将修饰有适配体dna序列的氮化硅纳米孔装配在测试池flowcell中，通过在膜片钳上外加偏压下检测受适配体修饰后，复合纳米孔的噪音与漏电流情况，评价复合孔的稳定性。再在1mkcl、2mmcacl2、10mmtris(ph7.4)电解液溶液中测试c反应蛋白的信号情况，对其进行定量检测。

实施例2

检测2.7nm(0.3mg/l)c反应蛋白与适配体dna的复合物在1mkcl、2mmcacl2、10mmtris(ph7.4)电解液溶液中，阻塞时间与阻塞电流幅值(附图2)。

由检测结果可以看出crp复合物在不同偏压下的纳米孔易位信号具有明显特征，符合过孔时间随着电压的增大而减小且阻塞电流幅值随着电压增大而增大的基本规律。

实施例3

检测在0.2mkcl、2mmcacl2、10mmtris(ph7.4)电解质溶液中，5.4nm(0.6mg/l)c-反应蛋白通过带适配体dna的复合纳米孔的结果(附图3)。

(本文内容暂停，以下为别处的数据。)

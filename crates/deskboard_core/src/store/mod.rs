//! Persistent document store.
//!
//! # Responsibility
//! - Own the application Document and its subscriber registry.
//! - Funnel every mutation through a single mutate-then-notify-then-persist
//!   choke point.
//!
//! # Invariants
//! - The Document is written whole on every persist; there are no partial
//!   writes.
//! - Listeners are notified synchronously, in registration order, with the
//!   full current Document.
//! - Only `initialize` may silently recover from corrupt persisted input;
//!   every later persistence failure is a reported error.

use crate::db::DbError;
use crate::model::document::Document;
use log::{info, warn};
use std::error::Error;
use std::fmt::{Display, Formatter};

mod slot;

pub use slot::{DocumentSlot, SqliteDocumentSlot};

pub type StoreResult<T> = Result<T, StoreError>;

/// Store-level error for slot access and document serialization.
#[derive(Debug)]
pub enum StoreError {
    Db(DbError),
    Serialize(serde_json::Error),
    /// The connection has not been migrated to the schema this binary
    /// expects; the slot refuses to operate on it.
    UninitializedConnection {
        expected_version: u32,
        actual_version: u32,
    },
}

impl Display for StoreError {
    fn fmt(&self, f: &mut Formatter<'_>) -> std::fmt::Result {
        match self {
            Self::Db(err) => write!(f, "{err}"),
            Self::Serialize(err) => write!(f, "document serialization failed: {err}"),
            Self::UninitializedConnection {
                expected_version,
                actual_version,
            } => write!(
                f,
                "connection schema version {actual_version} does not match expected {expected_version}"
            ),
        }
    }
}

impl Error for StoreError {
    fn source(&self) -> Option<&(dyn Error + 'static)> {
        match self {
            Self::Db(err) => Some(err),
            Self::Serialize(err) => Some(err),
            Self::UninitializedConnection { .. } => None,
        }
    }
}

impl From<DbError> for StoreError {
    fn from(value: DbError) -> Self {
        Self::Db(value)
    }
}

impl From<rusqlite::Error> for StoreError {
    fn from(value: rusqlite::Error) -> Self {
        Self::Db(DbError::Sqlite(value))
    }
}

impl From<serde_json::Error> for StoreError {
    fn from(value: serde_json::Error) -> Self {
        Self::Serialize(value)
    }
}

/// Process-lifetime observer invoked with the full Document after every
/// mutation.
pub type Listener = Box<dyn FnMut(&Document)>;

/// Owner of the application Document.
///
/// Services borrow the store exclusively for the duration of one operation;
/// the `&mut` receiver on every mutating path is what makes interleaved
/// mutation and subscribe-during-notify unrepresentable.
pub struct Store<S: DocumentSlot> {
    slot: S,
    document: Document,
    listeners: Vec<Listener>,
}

impl<S: DocumentSlot> Store<S> {
    /// Loads the persisted document from `slot`, falling back to the
    /// canonical default on absence or on any deserialization failure, and
    /// concludes by persisting the result.
    ///
    /// Recovery policy: prefer a well-formed empty document over failing
    /// startup. This is the only silently-recovering operation in the store.
    pub fn initialize(slot: S) -> StoreResult<Self> {
        let document = match slot.load()? {
            Some(body) => match serde_json::from_str::<Document>(&body) {
                Ok(document) => {
                    info!(
                        "event=document_load module=store status=ok issues={} todo_dates={}",
                        document.issues.len(),
                        document.todos.len()
                    );
                    document
                }
                Err(err) => {
                    warn!("event=document_load module=store status=fallback error={err}");
                    Document::default()
                }
            },
            None => {
                info!("event=document_load module=store status=empty");
                Document::default()
            }
        };

        let store = Self {
            slot,
            document,
            listeners: Vec::new(),
        };
        store.persist()?;
        Ok(store)
    }

    /// Read access to the current document.
    pub fn document(&self) -> &Document {
        &self.document
    }

    /// Registers a process-lifetime listener.
    ///
    /// # Contract
    /// - Registration order defines notification order.
    /// - There is no unsubscribe; listeners live as long as the store.
    pub fn subscribe(&mut self, listener: impl FnMut(&Document) + 'static) {
        self.listeners.push(Box::new(listener));
    }

    /// Runs `mutator` against the document, then notifies and persists.
    ///
    /// This is the single mutation entry point: a mutator either runs to
    /// completion followed by notify-and-persist, or does not run at all.
    /// Callers must decide any not-found outcome before entering, since a
    /// completed mutator always notifies.
    pub fn mutate<T>(&mut self, mutator: impl FnOnce(&mut Document) -> T) -> StoreResult<T> {
        let value = mutator(&mut self.document);
        self.notify_and_persist()?;
        Ok(value)
    }

    fn notify_and_persist(&mut self) -> StoreResult<()> {
        for listener in &mut self.listeners {
            listener(&self.document);
        }
        self.persist()
    }

    fn persist(&self) -> StoreResult<()> {
        let body = serde_json::to_string(&self.document)?;
        self.slot.save(&body)
    }
}
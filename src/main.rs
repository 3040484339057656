//! Fitlog
//!
//! An MCP server for health and fitness log statistics.

use rmcp::ServiceExt;
use tokio::io::{stdin, stdout};
use tracing_subscriber::EnvFilter;

use fitlog::mcp::FitlogService;
use fitlog::{build_info, config, db};

#[tokio::main]
async fn main() -> Result<(), Box<dyn std::error::Error>> {
    // Logging goes to stderr; stdout is the MCP transport
    tracing_subscriber::fmt()
        .with_env_filter(EnvFilter::from_default_env().add_directive(config::DEFAULT_LOG_DIRECTIVE.parse()?))
        .with_writer(std::io::stderr)
        .init();

    build_info::print_startup_banner();
    eprintln!("Starting MCP server on stdio...");

    let db_path = config::database_path();
    eprintln!("Database path: {}", db_path.display());

    if let Some(parent) = db_path.parent() {
        std::fs::create_dir_all(parent)?;
    }

    eprintln!("Initializing database...");
    let database = db::Database::new(&db_path)?;

    database.with_conn(|conn| {
        db::migrations::run_migrations(conn)?;
        let version = db::migrations::get_schema_version(conn)?;
        eprintln!("Database schema version: {}", version);
        Ok(())
    })?;

    let service = FitlogService::new(db_path, database);
    let transport = (stdin(), stdout());
    let server = service.serve(transport).await?;
    server.waiting().await?;

    Ok(())
}
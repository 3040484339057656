//! Metrics query and aggregation engine
//!
//! Turns per-day log entries into time series per metric:
//! catalog lookup, range resolution, per-day derivation, bucketing and
//! comparison against a reference period.

pub mod aggregator;
pub mod catalog;
pub mod comparison;
pub mod error;
pub mod query;
pub mod range;
pub mod rollup;
pub mod store;

pub use aggregator::{compute_day, daily_series, DayValue, MetricFilters, TrainingFilter};
pub use catalog::{lookup, MetricCategory, MetricDefinition, METRICS};
pub use comparison::{compare, ComparisonResult};
pub use error::{StatsError, StatsResult};
pub use query::{
    execute, execute_with, ComparisonRequest, MetricResult, StatsQueryRequest, StatsQueryResponse,
};
pub use range::{resolve, DateRange, RangeSpec};
pub use rollup::{bucket, summarize, Aggregation, Summary, TimeSeriesPoint};
pub use store::{RecordStore, SqliteRecords};
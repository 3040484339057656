//! Fitlog Library
//!
//! Metrics query and aggregation over a daily health and fitness log.

pub mod build_info;
pub mod config;
pub mod db;
pub mod mcp;
pub mod models;
pub mod stats;
pub mod tools;
pub mod units;
//! Current value vs. reference period comparison

use chrono::NaiveDate;
use serde::{Deserialize, Serialize};

use super::range::DateRange;
use super::rollup::{mean, TimeSeriesPoint};

#[derive(Debug, Clone, PartialEq, Serialize, Deserialize)]
pub struct ComparisonResult {
    pub current_date: NaiveDate,
    pub current_value: Option<f64>,
    pub reference_start: NaiveDate,
    pub reference_end: NaiveDate,
    /// Mean of the reference window's non-null days, excluding `current_date`
    pub reference_average: Option<f64>,
    pub reference_days: usize,
    /// Positive when the current value is above the reference average
    pub absolute_change: Option<f64>,
    /// Null when the reference average is null or zero
    pub percent_change: Option<f64>,
}

/// Compare a day's value against the average of a reference window.
///
/// The current date never counts toward its own reference, whether or not
/// it falls inside `reference`.
pub fn compare(
    current_value: Option<f64>,
    current_date: NaiveDate,
    reference: DateRange,
    reference_points: &[TimeSeriesPoint],
) -> ComparisonResult {
    let values: Vec<f64> = reference_points
        .iter()
        .filter(|p| p.date != current_date && reference.contains(p.date))
        .filter_map(|p| p.value)
        .collect();
    let reference_average = mean(&values);

    let absolute_change = match (current_value, reference_average) {
        (Some(current), Some(reference)) => Some(current - reference),
        _ => None,
    };
    let percent_change = match (absolute_change, reference_average) {
        (Some(change), Some(reference)) if reference != 0.0 => Some(change / reference * 100.0),
        _ => None,
    };

    ComparisonResult {
        current_date,
        current_value,
        reference_start: reference.start_date,
        reference_end: reference.end_date,
        reference_average,
        reference_days: values.len(),
        absolute_change,
        percent_change,
    }
}

#[cfg(test)]
mod tests {
    use super::*;
    use chrono::Duration;

    fn date(s: &str) -> NaiveDate {
        NaiveDate::parse_from_str(s, "%Y-%m-%d").unwrap()
    }

    #[test]
    fn test_current_date_is_excluded() {
        let today = date("2024-05-08");
        let points = vec![
            TimeSeriesPoint::new(today - Duration::days(2), Some(149.0)),
            TimeSeriesPoint::new(today - Duration::days(1), Some(148.0)),
            TimeSeriesPoint::new(today, Some(150.0)),
        ];
        let reference = DateRange::new(today - Duration::days(7), today).unwrap();

        let result = compare(Some(150.0), today, reference, &points);
        assert_eq!(result.reference_average, Some(148.5));
        assert_eq!(result.reference_days, 2);
        assert_eq!(result.absolute_change, Some(1.5));
        let percent = result.percent_change.unwrap();
        assert!((percent - 1.5 / 148.5 * 100.0).abs() < 1e-9);
    }

    #[test]
    fn test_zero_reference_has_no_percent() {
        let reference = DateRange::new(date("2024-01-01"), date("2024-01-03")).unwrap();
        let points = vec![
            TimeSeriesPoint::new(date("2024-01-01"), Some(0.0)),
            TimeSeriesPoint::new(date("2024-01-02"), Some(0.0)),
        ];
        let result = compare(Some(3.0), date("2024-01-10"), reference, &points);
        assert_eq!(result.reference_average, Some(0.0));
        assert_eq!(result.absolute_change, Some(3.0));
        assert_eq!(result.percent_change, None);
    }

    #[test]
    fn test_null_operands() {
        let reference = DateRange::new(date("2024-01-01"), date("2024-01-03")).unwrap();
        let empty = compare(Some(3.0), date("2024-01-10"), reference, &[]);
        assert_eq!(empty.reference_average, None);
        assert_eq!(empty.absolute_change, None);
        assert_eq!(empty.percent_change, None);

        let points = vec![TimeSeriesPoint::new(date("2024-01-01"), Some(10.0))];
        let no_current = compare(None, date("2024-01-10"), reference, &points);
        assert_eq!(no_current.reference_average, Some(10.0));
        assert_eq!(no_current.absolute_change, None);
        assert_eq!(no_current.percent_change, None);
    }

    #[test]
    fn test_lower_value_is_negative_change() {
        let reference = DateRange::new(date("2024-01-01"), date("2024-01-02")).unwrap();
        let points = vec![
            TimeSeriesPoint::new(date("2024-01-01"), Some(200.0)),
            TimeSeriesPoint::new(date("2024-01-02"), Some(200.0)),
        ];
        let result = compare(Some(150.0), date("2024-01-05"), reference, &points);
        assert_eq!(result.absolute_change, Some(-50.0));
        assert_eq!(result.percent_change, Some(-25.0));
    }
}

通过分析测试信号的阻塞时间与阻塞电流幅值得到的上述统计柱状图，可以看出c反应蛋白在修饰孔中捕获率较好，阻塞电流幅值随着电压增大而增大；然后过孔时间随电压的增加而延长。我们推断在施加小的偏压情况下，c反应蛋白比较难过孔，主要与孔壁间发生碰撞作用，且随偏压增大与孔作用增强，过孔时间延长；而在大电压下，随电压上升，c反应蛋白受到的电泳力起主要作用，因而可以较快过孔，且过孔速率随电压增大而提高。

最后说明的是，以上实施例仅用以说明本发明的技术方案而非限制，尽管参照较佳实施例对本发明进行了详细说明，本领域的普通技术人员应当理解，可以对本发明的技术方案进行修改或者等同替换，而不脱离本发明技术方案的宗旨和范围，其均应涵盖在本发明的权利要求范围当中。